The next morning the phone started ringing like Grand Central Station. Every relative that I never knew was calling to confirm the front-page story in the Citizen-Times. "He's Gay!"
The shock wore off and things went back to normal. Well, sort of. Every second year when I call to make our Thanksgiving reservations at the Renaissance Hotel they ask me if I am the gay one. I say yes, but to say I am THE gay is a little ridiculous. Elton John is THE gay. Liberace was THE gay. I'm just A gay. This town is full of them.
My family is back to normal also. It took some time for things to go back to the way they were pre-confession. After coloring my sister's hair a few times and her having to wear that wig for 6 months, she doesn't ask me to be the hairdresser all gay men aspire to be. My dad no longer asks me to redecorate his office, the velvet Jesus and gold tassels draped from the hot pink credenza did not conform to his business direction. I do go shopping with my aunt occasionally so I can benefit her with my gay stylist gene, although she looks more Britney than the attorney for land acquisitions at Biltmore.
All and all coming out was a simple, easy procedure. I chose Thanksgiving because it was a holiday that everyone lapses into a food coma shortly there after and I assumed the shock would wear off in a satiated state of sleep. Some people spend their whole lives finding the right moment to tell mom and dad that having a glimpse up your soccer coach's shorts was enough to make you get weak in the knees. It’s much easier to do it younger than older. Trust me, if you are a 45 year-old male who has a manicure and no wife, they know you are a knob polisher.
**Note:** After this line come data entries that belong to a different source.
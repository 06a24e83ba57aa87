//! Domain errors.

use thiserror::Error;

use super::identifiers::{InstrumentId, OrderId, PortfolioId};
use super::order::OrderStatus;

/// Rejected transition on an order that is already terminal.
#[derive(Debug, Clone, Error)]
#[error("order {order_id} cannot transition from {from} to {to}")]
pub struct OrderStateError {
    /// Order the transition was attempted on.
    pub order_id: OrderId,
    /// Current (terminal) status.
    pub from: OrderStatus,
    /// Requested status.
    pub to: OrderStatus,
}

/// Errors from the price feed.
#[derive(Debug, Clone, Error)]
pub enum FeedError {
    /// Instrument id is not registered with the feed.
    #[error("unknown instrument: {0}")]
    UnknownInstrument(InstrumentId),

    /// Instrument is registered but has no price yet.
    #[error("no price recorded for instrument: {0}")]
    NoPrice(InstrumentId),
}

/// Errors from the holdings ledger.
#[derive(Debug, Clone, Error)]
pub enum LedgerError {
    /// Sell exceeds the held quantity, or no position exists.
    #[error("insufficient position in {instrument_id} for portfolio {portfolio_id}: held {held}, requested {requested}")]
    InsufficientPosition {
        /// Portfolio attempting the sell.
        portfolio_id: PortfolioId,
        /// Instrument sold.
        instrument_id: InstrumentId,
        /// Quantity actually held.
        held: u32,
        /// Quantity requested to sell.
        requested: u32,
    },
}

/// Errors from the order executor.
#[derive(Debug, Error)]
pub enum ExecutorError {
    /// Order lookup failed.
    #[error("order not found: {0}")]
    OrderNotFound(OrderId),

    /// The order repository failed.
    #[error("order repository error: {0}")]
    Repository(#[source] anyhow::Error),

    /// Invalid order state transition.
    #[error(transparent)]
    OrderState(#[from] OrderStateError),
}
//! Order executor: validates requests, checks prices, applies fills.
//!
//! Every submission produces a persisted order record, terminal by the
//! time `submit` returns: `FILLED` with its fill outcome, or `REJECTED`
//! with the reason attached. Limit and stop orders are immediate-or-reject
//! against the current simulated price; there is no resting book.

pub mod repository;

use std::sync::Arc;

use serde::Serialize;
use tracing::{info, warn};

use crate::domain::{
    ExecutorError, LedgerError, Money, Order, OrderId, OrderKind, OrderRequest, OrderSide,
    PortfolioId, RejectReason, UserId,
};
use crate::feed::PriceFeed;
use crate::ledger::{FillOutcome, HoldingsLedger};

pub use repository::{InMemoryOrderRepository, OrderRepository};

/// Result of a submission: the terminal order plus, for fills, the
/// position change it produced.
#[derive(Debug, Clone, Serialize)]
#[serde(rename_all = "camelCase")]
pub struct ExecutionReport {
    /// The order in its terminal state.
    pub order: Order,
    /// Position change; present only for filled orders.
    pub fill: Option<FillOutcome>,
}

impl ExecutionReport {
    /// Returns true if the order filled.
    #[must_use]
    pub const fn is_filled(&self) -> bool {
        self.fill.is_some()
    }
}

/// Coordinates the price feed, the holdings ledger, and order persistence.
pub struct OrderExecutor {
    feed: Arc<PriceFeed>,
    ledger: Arc<HoldingsLedger>,
    orders: Arc<dyn OrderRepository>,
}

impl OrderExecutor {
    /// Create an executor over the given feed, ledger, and repository.
    #[must_use]
    pub fn new(
        feed: Arc<PriceFeed>,
        ledger: Arc<HoldingsLedger>,
        orders: Arc<dyn OrderRepository>,
    ) -> Self {
        Self {
            feed,
            ledger,
            orders,
        }
    }

    /// Submit an order and drive it to a terminal state.
    ///
    /// The order record is persisted in every outcome, including
    /// rejections, so the reject reason stays retrievable afterwards.
    ///
    /// # Errors
    ///
    /// Returns an error only for infrastructure failures (persistence,
    /// illegal state transitions). Business rejections are not errors;
    /// they come back as a report with a `REJECTED` order.
    pub async fn submit(&self, request: OrderRequest) -> Result<ExecutionReport, ExecutorError> {
        let mut order = Order::pending(&request);
        self.save(&order).await?;

        if let Err(reason) = request.validate() {
            return self.reject(order, reason).await;
        }

        let current = match self.feed.current_price(order.instrument_id()) {
            Ok(price) => price,
            Err(crate::domain::FeedError::NoPrice(_)) => {
                return self.reject(order, RejectReason::PriceUnavailable).await;
            }
            Err(_) => {
                return self.reject(order, RejectReason::UnknownInstrument).await;
            }
        };

        if let Some(boundary) = order.limit_or_stop_price() {
            if !price_condition_met(order.side(), order.kind(), current, boundary) {
                return self.reject(order, RejectReason::PriceConditionNotMet).await;
            }
        }

        if order.side() == OrderSide::Sell {
            // Fast-fail only; the authoritative check runs inside the
            // ledger under the position lock.
            let held = self
                .ledger
                .held_quantity(order.portfolio_id(), order.instrument_id());
            if held < order.requested_quantity() {
                return self.reject(order, RejectReason::InsufficientPosition).await;
            }
        }

        let outcome = match self.apply_fill_with_retry(&order, current) {
            Ok(outcome) => outcome,
            Err(LedgerError::InsufficientPosition { .. }) => {
                return self.reject(order, RejectReason::InsufficientPosition).await;
            }
        };

        order.fill(current)?;
        self.save(&order).await?;
        info!(
            order_id = %order.id(),
            instrument_id = %order.instrument_id(),
            side = %order.side(),
            quantity = order.requested_quantity(),
            price = %current,
            "order filled"
        );
        Ok(ExecutionReport {
            order,
            fill: Some(outcome),
        })
    }

    /// Sells race concurrent fills on the same position: a passed
    /// pre-check can be stale by the time the fill applies, and the
    /// authoritative check inside the ledger may then fail. One retry
    /// absorbs the case where a concurrent buy has since restored the
    /// position; a second failure is a real rejection.
    fn apply_fill_with_retry(
        &self,
        order: &Order,
        price: Money,
    ) -> Result<FillOutcome, LedgerError> {
        let first = self.ledger.apply_fill(
            order.portfolio_id(),
            order.instrument_id(),
            order.side(),
            order.requested_quantity(),
            price,
        );
        match first {
            Err(LedgerError::InsufficientPosition { .. }) => {
                warn!(order_id = %order.id(), "fill raced the ledger, retrying once");
                self.ledger.apply_fill(
                    order.portfolio_id(),
                    order.instrument_id(),
                    order.side(),
                    order.requested_quantity(),
                    price,
                )
            }
            ok => ok,
        }
    }

    async fn reject(
        &self,
        mut order: Order,
        reason: RejectReason,
    ) -> Result<ExecutionReport, ExecutorError> {
        warn!(
            order_id = %order.id(),
            instrument_id = %order.instrument_id(),
            reason = %reason,
            "order rejected"
        );
        order.reject(reason)?;
        self.save(&order).await?;
        Ok(ExecutionReport { order, fill: None })
    }

    async fn save(&self, order: &Order) -> Result<(), ExecutorError> {
        self.orders
            .save(order)
            .await
            .map_err(ExecutorError::Repository)
    }

    /// Fetch an order by id.
    ///
    /// # Errors
    ///
    /// Returns [`ExecutorError::OrderNotFound`] if no such order exists.
    pub async fn order(&self, id: &OrderId) -> Result<Order, ExecutorError> {
        self.orders
            .find_by_id(id)
            .await
            .map_err(ExecutorError::Repository)?
            .ok_or_else(|| ExecutorError::OrderNotFound(id.clone()))
    }

    /// List a user's orders, newest first.
    ///
    /// # Errors
    ///
    /// Returns an error if the repository fails.
    pub async fn orders_for_user(&self, user_id: &UserId) -> Result<Vec<Order>, ExecutorError> {
        self.orders
            .find_by_user(user_id)
            .await
            .map_err(ExecutorError::Repository)
    }

    /// List a portfolio's orders, newest first.
    ///
    /// # Errors
    ///
    /// Returns an error if the repository fails.
    pub async fn orders_for_portfolio(
        &self,
        portfolio_id: &PortfolioId,
    ) -> Result<Vec<Order>, ExecutorError> {
        self.orders
            .find_by_portfolio(portfolio_id)
            .await
            .map_err(ExecutorError::Repository)
    }
}

/// Immediate-or-reject price condition for limit and stop orders.
///
/// A buy limit fills at or under the limit; a sell limit at or over it.
/// A buy stop fills once the price has risen to the stop; a sell stop
/// once it has fallen to it. Market orders have no condition.
#[must_use]
pub fn price_condition_met(
    side: OrderSide,
    kind: OrderKind,
    current: Money,
    boundary: Money,
) -> bool {
    match (kind, side) {
        (OrderKind::Market, _) => true,
        (OrderKind::Limit, OrderSide::Buy) => current <= boundary,
        (OrderKind::Limit, OrderSide::Sell) => current >= boundary,
        (OrderKind::Stop, OrderSide::Buy) => current >= boundary,
        (OrderKind::Stop, OrderSide::Sell) => current <= boundary,
    }
}
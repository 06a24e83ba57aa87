//! Money value object for prices and position values.

use rust_decimal::Decimal;
use serde::{Deserialize, Serialize};
use std::cmp::Ordering;
use std::fmt;
use std::ops::{Add, Div, Mul, Neg, Sub};

/// A monetary amount.
///
/// Represented as a Decimal for precise financial calculations.
/// Display uses 2 decimal places; internal precision is higher.
#[derive(Debug, Clone, Copy, PartialEq, Eq, Hash, Serialize, Deserialize)]
#[serde(transparent)]
pub struct Money(Decimal);

impl Money {
    /// Zero amount.
    pub const ZERO: Self = Self(Decimal::ZERO);

    /// Create a new Money value from a Decimal.
    #[must_use]
    pub const fn new(amount: Decimal) -> Self {
        Self(amount)
    }

    /// Create a Money value from cents (integer).
    #[must_use]
    pub fn from_cents(cents: i64) -> Self {
        Self(Decimal::new(cents, 2))
    }

    /// Get the inner Decimal value.
    #[must_use]
    pub const fn amount(&self) -> Decimal {
        self.0
    }

    /// Returns true if this amount is positive.
    #[must_use]
    pub fn is_positive(&self) -> bool {
        self.0 > Decimal::ZERO
    }

    /// Returns true if this amount is negative.
    #[must_use]
    pub fn is_negative(&self) -> bool {
        self.0 < Decimal::ZERO
    }

    /// Returns true if this amount is zero.
    #[must_use]
    pub fn is_zero(&self) -> bool {
        self.0 == Decimal::ZERO
    }

    /// Get the absolute value.
    #[must_use]
    pub fn abs(&self) -> Self {
        Self(self.0.abs())
    }

    /// Round to 2 decimal places.
    #[must_use]
    pub fn round(&self) -> Self {
        Self(self.0.round_dp(2))
    }
}

impl Default for Money {
    fn default() -> Self {
        Self::ZERO
    }
}

impl fmt::Display for Money {
    fn fmt(&self, f: &mut fmt::Formatter<'_>) -> fmt::Result {
        write!(f, "${:.2}", self.0)
    }
}

impl PartialOrd for Money {
    fn partial_cmp(&self, other: &Self) -> Option<Ordering> {
        Some(self.cmp(other))
    }
}

impl Ord for Money {
    fn cmp(&self, other: &Self) -> Ordering {
        self.0.cmp(&other.0)
    }
}

impl Add for Money {
    type Output = Self;

    fn add(self, rhs: Self) -> Self::Output {
        Self(self.0 + rhs.0)
    }
}

impl Sub for Money {
    type Output = Self;

    fn sub(self, rhs: Self) -> Self::Output {
        Self(self.0 - rhs.0)
    }
}

impl Neg for Money {
    type Output = Self;

    fn neg(self) -> Self::Output {
        Self(-self.0)
    }
}

impl Mul<Decimal> for Money {
    type Output = Self;

    fn mul(self, rhs: Decimal) -> Self::Output {
        Self(self.0 * rhs)
    }
}

impl Mul<u32> for Money {
    type Output = Self;

    fn mul(self, rhs: u32) -> Self::Output {
        Self(self.0 * Decimal::from(rhs))
    }
}

impl Div<Decimal> for Money {
    type Output = Self;

    fn div(self, rhs: Decimal) -> Self::Output {
        Self(self.0 / rhs)
    }
}

impl From<Decimal> for Money {
    fn from(value: Decimal) -> Self {
        Self(value)
    }
}

impl From<Money> for Decimal {
    fn from(value: Money) -> Self {
        value.0
    }
}
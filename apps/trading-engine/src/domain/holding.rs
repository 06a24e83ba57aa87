//! Holding aggregate: a position in one instrument within one portfolio.
//!
//! Buy fills fold into the position at volume-weighted average cost; sell
//! fills reduce quantity and leave the average cost untouched. Quantity
//! never goes negative (no short positions).

use chrono::{DateTime, Utc};
use rust_decimal::Decimal;
use serde::{Deserialize, Serialize};

use super::identifiers::{InstrumentId, PortfolioId};
use super::money::Money;

/// A position in one instrument within one portfolio.
#[derive(Debug, Clone, PartialEq, Eq, Serialize, Deserialize)]
#[serde(rename_all = "camelCase")]
pub struct Holding {
    portfolio_id: PortfolioId,
    instrument_id: InstrumentId,
    quantity: u32,
    average_cost: Money,
    updated_at: DateTime<Utc>,
}

impl Holding {
    /// Open a position from a first buy fill.
    #[must_use]
    pub fn open(
        portfolio_id: PortfolioId,
        instrument_id: InstrumentId,
        quantity: u32,
        price: Money,
    ) -> Self {
        Self {
            portfolio_id,
            instrument_id,
            quantity,
            average_cost: price,
            updated_at: Utc::now(),
        }
    }

    /// Get the portfolio this position belongs to.
    #[must_use]
    pub const fn portfolio_id(&self) -> &PortfolioId {
        &self.portfolio_id
    }

    /// Get the instrument held.
    #[must_use]
    pub const fn instrument_id(&self) -> &InstrumentId {
        &self.instrument_id
    }

    /// Get the held quantity in whole shares.
    #[must_use]
    pub const fn quantity(&self) -> u32 {
        self.quantity
    }

    /// Get the volume-weighted average cost per share.
    #[must_use]
    pub const fn average_cost(&self) -> Money {
        self.average_cost
    }

    /// Get the last update timestamp.
    #[must_use]
    pub const fn updated_at(&self) -> DateTime<Utc> {
        self.updated_at
    }

    /// Total cost basis of the position (`quantity * average_cost`).
    #[must_use]
    pub fn cost_basis(&self) -> Money {
        self.average_cost * self.quantity
    }

    /// Market value of the position at `price`.
    #[must_use]
    pub fn market_value(&self, price: Money) -> Money {
        price * self.quantity
    }

    /// Unrealized profit or loss of the position at `price`.
    #[must_use]
    pub fn unrealized_pnl(&self, price: Money) -> Money {
        self.market_value(price) - self.cost_basis()
    }

    /// Fold a buy fill into the position at volume-weighted average cost.
    ///
    /// New average = `(old_qty * old_avg + fill_qty * price) / (old_qty + fill_qty)`.
    pub fn apply_buy(&mut self, quantity: u32, price: Money) {
        let old_qty = Decimal::from(self.quantity);
        let fill_qty = Decimal::from(quantity);
        let total_cost =
            self.average_cost.amount() * old_qty + price.amount() * fill_qty;

        self.quantity += quantity;
        self.average_cost = Money::new(total_cost / (old_qty + fill_qty));
        self.updated_at = Utc::now();
    }

    /// Reduce the position by a sell fill; average cost is unchanged.
    ///
    /// Returns the realized profit or loss of the sold shares. The caller
    /// must have checked `quantity <= self.quantity()` under the position
    /// lock; this method asserts the invariant in debug builds only.
    pub fn apply_sell(&mut self, quantity: u32, price: Money) -> Money {
        debug_assert!(quantity <= self.quantity, "sell exceeds held quantity");

        self.quantity -= quantity;
        self.updated_at = Utc::now();
        (price - self.average_cost) * quantity
    }

    /// Returns true if the position has been fully sold out.
    #[must_use]
    pub const fn is_empty(&self) -> bool {
        self.quantity == 0
    }
}

#[cfg(test)]
mod tests {
    use rust_decimal_macros::dec;

    use super::*;

    fn holding(quantity: u32, avg: Decimal) -> Holding {
        Holding::open(
            PortfolioId::new("pf-1"),
            InstrumentId::new("inst-1"),
            quantity,
            Money::new(avg),
        )
    }

    #[test]
    fn open_sets_average_cost_to_price() {
        let h = holding(10, dec!(100));
        assert_eq!(h.quantity(), 10);
        assert_eq!(h.average_cost(), Money::new(dec!(100)));
        assert!(!h.is_empty());
    }

    #[test]
    fn buy_folds_into_weighted_average() {
        // 10 @ 100 then 10 @ 200 -> 20 @ 150
        let mut h = holding(10, dec!(100));
        h.apply_buy(10, Money::new(dec!(200)));

        assert_eq!(h.quantity(), 20);
        assert_eq!(h.average_cost(), Money::new(dec!(150)));
    }

    #[test]
    fn uneven_buy_weights_by_volume() {
        // 10 @ 100 then 30 @ 200 -> 40 @ 175
        let mut h = holding(10, dec!(100));
        h.apply_buy(30, Money::new(dec!(200)));

        assert_eq!(h.quantity(), 40);
        assert_eq!(h.average_cost(), Money::new(dec!(175)));
    }

    #[test]
    fn sell_keeps_average_cost() {
        let mut h = holding(20, dec!(150));
        let pnl = h.apply_sell(5, Money::new(dec!(180)));

        assert_eq!(h.quantity(), 15);
        assert_eq!(h.average_cost(), Money::new(dec!(150)));
        assert_eq!(pnl, Money::new(dec!(150)));
    }

    #[test]
    fn sell_at_loss_returns_negative_pnl() {
        let mut h = holding(10, dec!(150));
        let pnl = h.apply_sell(4, Money::new(dec!(140)));
        assert_eq!(pnl, Money::new(dec!(-40)));
    }

    #[test]
    fn full_sell_empties_position() {
        let mut h = holding(10, dec!(150));
        h.apply_sell(10, Money::new(dec!(150)));
        assert!(h.is_empty());
    }

    #[test]
    fn pnl_helpers() {
        let h = holding(10, dec!(100));
        assert_eq!(h.cost_basis(), Money::new(dec!(1000)));
        assert_eq!(h.market_value(Money::new(dec!(120))), Money::new(dec!(1200)));
        assert_eq!(h.unrealized_pnl(Money::new(dec!(120))), Money::new(dec!(200)));
    }
}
Door knobs people. Get your mind out of the gutter. That means you Step Mom.
The smell of pumpkin pie reminds me of my day of recognition. The day I stood up and told everyone at the Thanksgiving Buffet I was gay! I'm here, I'm queer and isn't this Waldorf salad to die for? My family loves me unconditionally. I love them between Top Model Marathons. Oh by the way, I love pumpkin pie. Actually, I love anything pumpkin.
If you need help coming out, please give me a call. We can rehearse it. You know role-play. No, not naughty policeman and the Madison County Breathalizer, real role playing; you practice telling me you are gay and I practice getting verklempt. I'll tell you you’re a mashugana and you should be smuck for breaking your poor Muter's heart! It will be like therapy, but maybe not so Jewish. Oy Vey!
So this year when your family gathers and sits down while Uncle Larry, fresh from his AA meeting, wants to carve the turkey remember this, to one's self be true, and telling your family your gay over ham and cranberry relish is much easier than you think.